Dando continuidade às iniciativas contra a diversidade e cumprindo com a promessa de combater a “ideologia de gênero”, Donald Trump aprovou, em 27 de janeiro de 2025, um decreto que possibilita a expulsão de soldados transgênero das Forças Armadas estadunidenses. A normativa proíbe, além disso, a facilitação e a realização de procedimentos relacionados à transição de gênero dentro da instituição. A medida, que segundo o governo visa solidificar um projeto de Estado livre de “delírios transgênero” (G1, 2025a), se deu sob a justificativa de que uma identidade de gênero diferente do sexo de nascimento atrapalha no cotidiano e na conduta esperada de um militar do país. 

A defesa de um país que reconheça apenas “dois sexos, masculino e feminino”, se insere em uma estratégia de conquista e apoio do eleitorado conservador de Donald Trump. Um mês após a publicação do decreto, no dia 26 de fevereiro, o Pentágono anunciou o início do processo de remoção de soldados transgênero do Exército, em que pessoas com histórico ou que sofram com disforia de gênero serão afastadas do serviço militar. O Pentágono ressaltou que os militares podem tentar recorrer, mas que os casos serão avaliados individualmente (G1, 2025b). 

O ataque à comunidade trans não veio sem resistência. Em relação ao primeiro decreto, grupos de defesa dos direitos humanos de pessoas transgênero se posicionaram contra a medida, por meio de um processo judicial contra a ordem executiva de Trump. Integrantes das forças militares, por exemplo, questionam a avaliação feita pelo presidente. Em entrevistas realizadas pelo The New York Times (2025), os militares reforçam a disparidade entre a perspectiva apresentada pelo governo e a sua realidade. Os entrevistados destacam a importância do recebimento de apoio emocional e administrativo, e afirmam que ser uma pessoa trans não interfere negativamente no trabalho nas Forças Armadas, como demonstrado pelas boas avaliações de desempenho e promoções que o grupo vem apresentando. 

Outro determinante utilizado por Donald Trump para justificar a decisão foram os altos custos do atendimento relacionado à mudança de gênero.

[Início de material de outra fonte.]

use std::collections::HashSet;

/// One resource link recommended for an outbound email. Both fields are
/// already HTML-escaped; splice them into markup as-is.
#[derive(Debug, Clone, PartialEq, Eq)]
pub struct HelpfulLink {
    pub label: String,
    pub href: String,
}

/// What we know about the inquiry when picking links. Only `message`,
/// `lead_source` and `checkpoint_id` feed the keyword match; the rest is
/// accepted for callers that build this straight from a lead record.
#[derive(Debug, Default)]
pub struct LinkRequest<'a> {
    pub site_url: &'a str,
    pub message: Option<&'a str>,
    pub lead_source: Option<&'a str>,
    pub checkpoint_id: Option<&'a str>,
    pub case_type: Option<&'a str>,
    pub urgency: Option<&'a str>,
    pub county: Option<&'a str>,
}

/// Keyword-trigger rules, applied in this order. Targets starting with
/// `/` are resolved against the site base URL; absolute URLs (statute
/// citations) pass through untouched.
const LINK_RULES: &[(&[&str], &[(&str, &str)])] = &[
    (
        &["ovi", "dui", "drunk", "impaired", "breath", "bac"],
        &[
            ("What to Do After an OVI Arrest", "/guides/ovi-arrest"),
            (
                "Ohio OVI Statute (ORC 4511.19)",
                "https://codes.ohio.gov/ohio-revised-code/section-4511.19",
            ),
            ("Ohio Criminal Statute Glossary", "/resources/statute-glossary"),
        ],
    ),
    (
        &["checkpoint"],
        &[("Ohio DUI Checkpoint Map", "/dui-checkpoints")],
    ),
    (
        &["bond", "bail", "jail"],
        &[("Bond & Jail Information", "/resources/bond-and-jail")],
    ),
    (
        &["protection order", "cpo", "restraining"],
        &[
            ("Protection Order Defense", "/practice-areas/protection-orders"),
            (
                "Ohio Civil Protection Order Statute (ORC 3113.31)",
                "https://codes.ohio.gov/ohio-revised-code/section-3113.31",
            ),
        ],
    ),
    (
        &["drug", "possession", "trafficking"],
        &[("Drug Crimes Defense", "/practice-areas/drug-crimes")],
    ),
    (
        &["sex crime", "rape", "importuning"],
        &[("Sex Crimes Defense", "/practice-areas/sex-crimes")],
    ),
    (
        &["fraud", "embezzle", "white collar"],
        &[("White Collar Crimes Defense", "/practice-areas/white-collar-crimes")],
    ),
];

const MAX_LINKS: usize = 4;

/// Scans the inquiry text for practice-area keywords and returns up to
/// four links worth including in the confirmation email. Deterministic,
/// never fails: no keyword hits means an empty list.
pub fn recommend_helpful_links(request: &LinkRequest) -> Vec<HelpfulLink> {
    let haystack = [
        request.message.unwrap_or(""),
        request.lead_source.unwrap_or(""),
        request.checkpoint_id.unwrap_or(""),
    ]
    .join(" ")
    .to_lowercase();

    let mut seen = HashSet::new();
    let mut picked: Vec<(&str, &str)> = Vec::new();

    for (triggers, entries) in LINK_RULES {
        if !triggers.iter().any(|t| haystack.contains(t)) {
            continue;
        }
        for (label, target) in *entries {
            // Dedup by target, first rule wins.
            if seen.insert(*target) {
                picked.push((label, target));
            }
        }
    }

    picked.truncate(MAX_LINKS);

    picked
        .into_iter()
        .map(|(label, target)| HelpfulLink {
            label: escape_html(label),
            href: escape_html(&resolve_href(request.site_url, target)),
        })
        .collect()
}

fn resolve_href(site_url: &str, target: &str) -> String {
    if target.starts_with("http://") || target.starts_with("https://") {
        return target.to_string();
    }
    let base = site_url.trim_end_matches('/');
    if target.starts_with('/') {
        format!("{base}{target}")
    } else {
        format!("{base}/{target}")
    }
}

/// Minimal HTML entity escaping for text spliced into email markup.
pub fn escape_html(raw: &str) -> String {
    let mut out = String::with_capacity(raw.len());
    for c in raw.chars() {
        match c {
            '&' => out.push_str("&amp;"),
            '<' => out.push_str("&lt;"),
            '>' => out.push_str("&gt;"),
            '"' => out.push_str("&quot;"),
            '\'' => out.push_str("&#39;"),
            _ => out.push(c),
        }
    }
    out
}

#[cfg(test)]
mod tests {
    use super::*;

    const SITE: &str = "https://mango.law";

    fn from_message(message: &str) -> Vec<HelpfulLink> {
        recommend_helpful_links(&LinkRequest {
            site_url: SITE,
            message: Some(message),
            ..Default::default()
        })
    }

    #[test]
    fn ovi_keyword_yields_guide_statute_glossary_in_order() {
        let links = from_message("I was arrested for OVI last night");
        assert_eq!(links.len(), 3);
        assert_eq!(links[0].label, "What to Do After an OVI Arrest");
        assert_eq!(links[0].href, "https://mango.law/guides/ovi-arrest");
        assert_eq!(
            links[1].href,
            "https://codes.ohio.gov/ohio-revised-code/section-4511.19"
        );
        assert_eq!(links[2].href, "https://mango.law/resources/statute-glossary");
    }

    #[test]
    fn matching_is_case_insensitive_across_fields() {
        let links = recommend_helpful_links(&LinkRequest {
            site_url: SITE,
            lead_source: Some("DUI-Checkpoint-Page"),
            ..Default::default()
        });
        // "dui" fires the OVI rule and "checkpoint" fires the map rule,
        // but the cap keeps only the first four.
        assert_eq!(links.len(), 4);
        assert_eq!(links[3].href, "https://mango.law/dui-checkpoints");
    }

    #[test]
    fn rule_order_is_preserved_and_capped_at_four() {
        let links = from_message("ovi checkpoint bond drug fraud");
        assert_eq!(links.len(), 4);
        assert_eq!(links[0].label, "What to Do After an OVI Arrest");
        assert_eq!(links[3].href, "https://mango.law/dui-checkpoints");
    }

    #[test]
    fn multiple_triggers_from_one_rule_fire_it_once() {
        // "dui" and "bac" both belong to the first rule; its entries must
        // not be appended twice.
        let links = from_message("dui and bac test");
        assert_eq!(links.len(), 3);
        let hrefs: Vec<_> = links.iter().map(|l| l.href.as_str()).collect();
        let unique: HashSet<_> = hrefs.iter().collect();
        assert_eq!(hrefs.len(), unique.len());
    }

    #[test]
    fn no_keywords_yields_empty_list() {
        assert!(from_message("I have a question about billing").is_empty());
    }

    #[test]
    fn output_is_always_escaped() {
        let links = recommend_helpful_links(&LinkRequest {
            site_url: "https://mango.law/\"><script>",
            message: Some("ovi"),
            ..Default::default()
        });
        for link in &links {
            for c in ['<', '>', '"', '\''] {
                assert!(!link.label.contains(c), "unescaped {c:?} in label");
                assert!(!link.href.contains(c), "unescaped {c:?} in href");
            }
        }
    }

    #[test]
    fn trailing_slash_on_site_url_does_not_double_slash() {
        let links = recommend_helpful_links(&LinkRequest {
            site_url: "https://mango.law/",
            message: Some("ovi arrest last night"),
            ..Default::default()
        });
        assert_eq!(links[0].href, "https://mango.law/guides/ovi-arrest");
    }

    #[test]
    fn protection_order_phrase_triggers_both_links() {
        let links = from_message("she filed a protection order against me");
        assert_eq!(links.len(), 2);
        assert_eq!(
            links[1].href,
            "https://codes.ohio.gov/ohio-revised-code/section-3113.31"
        );
    }

    #[test]
    fn escape_html_covers_all_five_characters() {
        assert_eq!(
            escape_html(r#"<a href="x">&'"#),
            "&lt;a href=&quot;x&quot;&gt;&amp;&#39;"
        );
    }
}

Porém, o número de soldados trans representa somente 0,2% do total de membros das Forças Armadas. Além disso,  em documento divulgado pelo Departamento de Defesa dos Estados Unidos, a soma chega a apenas US$52 milhões ou cerca de US$9000 dólares por pessoa (Folha de São Paulo, 2025b), uma cifra irrisória em relação ao total orçamentário destinado ao setor. 

O retorno de Donald Trump à Casa Branca, portanto, traz imensos desafios à agenda da diversidade e da inclusão, impondo desafios concretos às minorias que dependem dessas políticas para acessar direitos básicos. O desmonte dos direitos e políticas conquistadas vai aprofundar as desigualdades e as polarizações, o que aumenta a importância da mobilização das organizações da sociedade civil, instituições representativas e legisladores comprometidos com a garantia dos direitos das minorias e com a construção de uma comunidade mais justa e inclusiva. 

*Este é um artigo de opinião e não necessariamente representa a linha editorial do Brasil do Fato.